WHAT TO PRODUCE
Each line below that contains "FALLBACK" should be counted; give the total alone.

━━━━━━━━━━━━━━━━

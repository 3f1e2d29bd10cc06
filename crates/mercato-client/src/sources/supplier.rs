//! # Supplier Source
//!
//! HTTP operations for the `/suppliers` endpoint. Same list shape as
//! customers: alphabetical, name-substring filter.

use async_trait::async_trait;
use serde::Serialize;

use mercato_core::{FetchResult, PageRequest, PageResponse, Sort, Supplier};

use crate::api::ApiClient;
use crate::source::{EntityWriter, RemoteListSource};

const PATH: &str = "suppliers";
const FILTER_PARAM: &str = "name";
const FALLBACK: &str = "Could not load suppliers.";

/// Payload for creating or replacing a supplier.
#[derive(Debug, Clone, Serialize)]
#[serde(rename_all = "camelCase")]
pub struct SupplierDraft {
    /// Supplier name (required by the backend)
    pub name: String,

    /// Optional company tax identifier
    #[serde(skip_serializing_if = "Option::is_none")]
    pub tax_id: Option<String>,

    /// Optional phone number
    #[serde(skip_serializing_if = "Option::is_none")]
    pub phone: Option<String>,

    /// Optional email address
    #[serde(skip_serializing_if = "Option::is_none")]
    pub email: Option<String>,
}

/// Source for the suppliers list.
#[derive(Clone)]
pub struct SupplierSource {
    api: ApiClient,
}

impl SupplierSource {
    /// Creates a source over the shared API client.
    pub fn new(api: ApiClient) -> Self {
        SupplierSource { api }
    }

    /// Name ascending, ties broken by id server-side.
    pub fn default_sort() -> Sort {
        Sort::asc("name")
    }
}

#[async_trait]
impl RemoteListSource for SupplierSource {
    type Item = Supplier;

    async fn fetch_page(&self, request: &PageRequest) -> FetchResult<PageResponse<Supplier>> {
        self.api
            .get_page(PATH, request, Some(FILTER_PARAM), FALLBACK)
            .await
    }

    async fn fetch_all(&self) -> FetchResult<Vec<Supplier>> {
        self.api.get_all(PATH, FALLBACK).await
    }
}

#[async_trait]
impl EntityWriter for SupplierSource {
    type Draft = SupplierDraft;

    async fn create(&self, draft: &SupplierDraft) -> FetchResult<()> {
        self.api.post_json(&[PATH], draft, FALLBACK).await
    }

    async fn update(&self, id: &str, draft: &SupplierDraft) -> FetchResult<()> {
        self.api.put_json(&[PATH, id], draft, FALLBACK).await
    }

    async fn remove(&self, id: &str) -> FetchResult<()> {
        self.api.delete(&[PATH, id], FALLBACK).await
    }
}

━━━━━━━━━━━━━━━━

TASK OUTPUT
6